Dieudonné M’bala M’bala Sides with Terrorists
Following the 2015 terrorist shootings at satirical French magazine Charlie Hebdo and Hypercacher kosher supermarket, anti-Semitic comedian Dieudonné posted on Facebook “Je suis Charlie Coulibaly”, a reference to the phrase “Je suis Charlie“, used to support the murdered journalists and Amedy Coulibaly, who was believed to have taken part in the attacks. Shortly after, Dieudonné was arrested in Paris and accused of publicly supporting terrorism.
Don’t Drink, Drive, and Facebook
Jacob Cox-Brown learned the hard way that not only shouldn’t you drink and drive, but you shouldn’t brag about it either when he wrote “Drivin drunk… classic 😉 but to whoever’s vehicle i hit i am sorry. :p.” on Facebook. One of Cox-Brown’s friends tipped off police to this post and investigators discovered that (unsurprisingly) his car matched the description of a car in a hit and run case that had happened the night Cox-Brown posted that status update.

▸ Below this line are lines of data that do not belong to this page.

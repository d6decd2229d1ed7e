//! # Terminal Registry
//!
//! Identity, role and liveness of every terminal in the deployment.
//!
//! ## Registration Rules
//! ```text
//! ┌─────────────────────────────────────────────────────────────────────────┐
//! │  register(registration)                                                 │
//! │                                                                         │
//! │  fingerprint already active? ──yes──► refresh name/address/version,    │
//! │            │                          return the existing id            │
//! │            no                                                           │
//! │            ▼                                                            │
//! │  requested id taken? ─────────yes──► RegistrationConflict              │
//! │            │                                                            │
//! │            no                                                           │
//! │            ▼                                                            │
//! │  authoritative role while another ──yes──► AuthoritativeConflict       │
//! │  authoritative terminal is active?                                      │
//! │            │                                                            │
//! │            no                                                           │
//! │            ▼                                                            │
//! │  insert (TERM-XXXXXXXX when no id was requested)                        │
//! └─────────────────────────────────────────────────────────────────────────┘
//! ```

use chrono::{Duration, Utc};
use tracing::{debug, info, warn};

use meridian_core::terminal::generate_terminal_id;
use meridian_core::validation::validate_registration;
use meridian_core::{SyncStatus, Terminal, TerminalRegistration, TerminalStatus, TerminalSummary};
use meridian_db::{Database, DbError, TerminalRepository};

use crate::error::{SyncError, SyncResult};

/// Registry of terminals, backed by the `terminals` table.
#[derive(Debug, Clone)]
pub struct TerminalRegistry {
    terminals: TerminalRepository,
}

impl TerminalRegistry {
    pub fn new(db: &Database) -> Self {
        TerminalRegistry {
            terminals: db.terminals(),
        }
    }

    /// Registers a terminal and returns its id.
    pub async fn register(&self, registration: TerminalRegistration) -> SyncResult<String> {
        validate_registration(&registration)?;
        let now = Utc::now();

        if let Some(existing) = self
            .terminals
            .find_active_by_fingerprint(&registration.hardware_fingerprint)
            .await?
        {
            if let Some(ref requested) = registration.terminal_id {
                if requested != &existing.terminal_id {
                    debug!(
                        requested = %requested,
                        existing = %existing.terminal_id,
                        "Fingerprint already registered, keeping existing id"
                    );
                }
            }

            if registration.role != existing.role {
                if registration.role.is_authoritative() {
                    self.ensure_no_other_authoritative(&existing.terminal_id).await?;
                } else {
                    // Two roles only: existing is authoritative here
                    warn!(terminal_id = %existing.terminal_id, "Demotion of the authoritative terminal rejected");
                    return Err(SyncError::RegistrationConflict {
                        terminal_id: existing.terminal_id,
                        reason: "the authoritative terminal cannot re-register as a satellite".into(),
                    });
                }
            }

            self.terminals
                .update_registration(&existing.terminal_id, &registration, now)
                .await?;
            info!(terminal_id = %existing.terminal_id, "Terminal re-registered");
            return Ok(existing.terminal_id);
        }

        let terminal_id = match registration.terminal_id {
            Some(ref id) => {
                if let Some(taken) = self.terminals.get(id).await? {
                    let reason = if taken.is_active() {
                        "id is registered to a different hardware fingerprint"
                    } else {
                        "id belongs to a decommissioned terminal"
                    };
                    warn!(terminal_id = %id, reason, "Registration rejected");
                    return Err(SyncError::RegistrationConflict {
                        terminal_id: id.clone(),
                        reason: reason.to_string(),
                    });
                }
                id.clone()
            }
            None => generate_terminal_id(),
        };

        if registration.role.is_authoritative() {
            self.ensure_no_other_authoritative(&terminal_id).await?;
        }

        let terminal = Terminal {
            terminal_id: terminal_id.clone(),
            display_name: registration.display_name.trim().to_string(),
            role: registration.role,
            address: registration.address.clone(),
            hardware_fingerprint: registration.hardware_fingerprint.clone(),
            app_version: registration.app_version.clone(),
            status: TerminalStatus::Online,
            last_seen_at: Some(now),
            last_heartbeat_at: Some(now),
            pending_journal_count: 0,
            last_sync_at: None,
            sync_status: SyncStatus::Pending,
            decommissioned_at: None,
            created_at: now,
            updated_at: now,
        };

        match self.terminals.insert(&terminal).await {
            Ok(()) => {}
            // Lost a race with a concurrent registration
            Err(DbError::UniqueViolation { field, .. }) => {
                return Err(SyncError::RegistrationConflict {
                    terminal_id,
                    reason: format!("duplicate {}", field),
                });
            }
            Err(e) => return Err(e.into()),
        }

        info!(terminal_id = %terminal_id, role = %terminal.role, "Terminal registered");
        Ok(terminal_id)
    }

    async fn ensure_no_other_authoritative(&self, terminal_id: &str) -> SyncResult<()> {
        match self.terminals.find_authoritative().await? {
            Some(current) if current.terminal_id != terminal_id => {
                warn!(
                    terminal_id = %terminal_id,
                    existing = %current.terminal_id,
                    "Second authoritative terminal rejected"
                );
                Err(SyncError::AuthoritativeConflict {
                    existing: current.terminal_id,
                })
            }
            _ => Ok(()),
        }
    }

    pub async fn heartbeat(&self, terminal_id: &str) -> SyncResult<()> {
        self.touch(terminal_id, TerminalStatus::Online).await
    }

    /// Heartbeat that reports the terminal as degraded (safe mode).
    pub async fn mark_degraded(&self, terminal_id: &str) -> SyncResult<()> {
        self.touch(terminal_id, TerminalStatus::Degraded).await
    }

    async fn touch(&self, terminal_id: &str, status: TerminalStatus) -> SyncResult<()> {
        if self.terminals.heartbeat(terminal_id, status, Utc::now()).await? {
            Ok(())
        } else {
            Err(SyncError::TerminalNotFound(terminal_id.to_string()))
        }
    }

    pub async fn mark_offline(&self, terminal_id: &str) -> SyncResult<()> {
        if self.terminals.mark_offline(terminal_id, Utc::now()).await? {
            debug!(terminal_id = %terminal_id, "Terminal marked offline");
            Ok(())
        } else {
            Err(SyncError::TerminalNotFound(terminal_id.to_string()))
        }
    }

    /// Records the outcome of a sync cycle.
    pub async fn record_sync(
        &self,
        terminal_id: &str,
        sync_status: SyncStatus,
        pending_journal_count: i64,
    ) -> SyncResult<()> {
        let updated = self
            .terminals
            .record_sync(terminal_id, sync_status, pending_journal_count, Utc::now())
            .await?;
        if updated {
            Ok(())
        } else {
            Err(SyncError::TerminalNotFound(terminal_id.to_string()))
        }
    }

    /// Soft-removes a terminal. The authoritative terminal can't be removed.
    pub async fn decommission(&self, terminal_id: &str) -> SyncResult<()> {
        let terminal = self
            .terminals
            .get(terminal_id)
            .await?
            .filter(Terminal::is_active)
            .ok_or_else(|| SyncError::TerminalNotFound(terminal_id.to_string()))?;

        if terminal.role.is_authoritative() {
            return Err(SyncError::RegistrationConflict {
                terminal_id: terminal_id.to_string(),
                reason: "the authoritative terminal cannot be decommissioned".into(),
            });
        }

        self.terminals.decommission(terminal_id, Utc::now()).await?;
        info!(terminal_id = %terminal_id, "Terminal decommissioned");
        Ok(())
    }

    pub async fn get(&self, terminal_id: &str) -> SyncResult<Option<Terminal>> {
        Ok(self.terminals.get(terminal_id).await?)
    }

    /// Active terminals, authoritative first.
    pub async fn list(&self) -> SyncResult<Vec<TerminalSummary>> {
        let now = Utc::now();
        Ok(self
            .terminals
            .list_active()
            .await?
            .iter()
            .map(|t| t.summary(now))
            .collect())
    }

    pub async fn authoritative(&self) -> SyncResult<Option<Terminal>> {
        Ok(self.terminals.find_authoritative().await?)
    }

    /// Marks terminals offline whose last heartbeat is older than `timeout`.
    /// `keep` (the caller) is never swept.
    pub async fn sweep_stale(&self, keep: &str, timeout: Duration) -> SyncResult<Vec<String>> {
        let now = Utc::now();
        let swept = self
            .terminals
            .mark_stale_offline(now - timeout, keep, now)
            .await?;
        if !swept.is_empty() {
            info!(count = swept.len(), terminals = ?swept, "Stale terminals marked offline");
        }
        Ok(swept)
    }
}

Arrested for Criticizing a Memorial
India’s controversial Information Technology Act came under fire in 2012 when two women were arrested for criticizing a memorial service on Facebook. When the entire city of Mumbai closed down in memory of controversial right wing political leader Bal Thackeray, Shahien Dhada and a friend posted well mannered and sensible arguments against the closing of the city in honor of someone they believed only earned respect through fear.
A political supporter of Thackeray spotted these posts and reported them to local authorities under the auspices of the Information Technology Act, which bans inflammatory online comments towards other people, religions or organizations. Soon after the two friends’ arrest and release, many prominent politicians including a former Indian Supreme Court justice, voiced that the law needed to be amended to stop abuses like this case.
Over 20,000 Threatening Tweets
Between November 2010 and August 2011 Gregory Calvin King sent over 20,000 tweets at then Google VP Marissa Mayer. These tweets ran the gamut from weird non sequiturs about King’s life, paranoid ramblings about Mayber being involved with a group that tried to poison King with powdered HIV, and all-caps threats to shoot Mayer. King was eventually arrested and charged with making harassing communications and making threats transmitted through interstate communication.
Husband Charged with Second-Degree Murder After Posting Photo of Dead Wife on Facebook
Derek Medina was charged with second-degree murder for shooting his wife, Jennifer Alonso, and posting a photo of her dead body on Facebook. He updated his status after killing her with the message: “I’m going to prison or death sentence for killing my wife love you guys miss you guys take care Facebook people you will see me in the news.”
He went on to explain that his wife was punching him, and that he killed her to stop the domestic violence he was suffering at her hands. He then said goodbye to his family, and turned himself in to the police.
Woman Broadcasts Her Drunk Drive Home on Periscope
A Florida woman was arrested after she broadcast her intoxicated drive home on the social media app Periscope. Whitney Beall had had a few too many when she got behind the wheel of her car and declared to the few dozen people watching her on the app ““I’m driving home drunk, let’s see if I get a DUI.”
She did, as she was reported by several watchers to 911, and police found her, drunk and driving with a flat tire, running into a curb. She didn’t get jail time, but did get a year of probation, work released, community service, and had her license suspended for six months.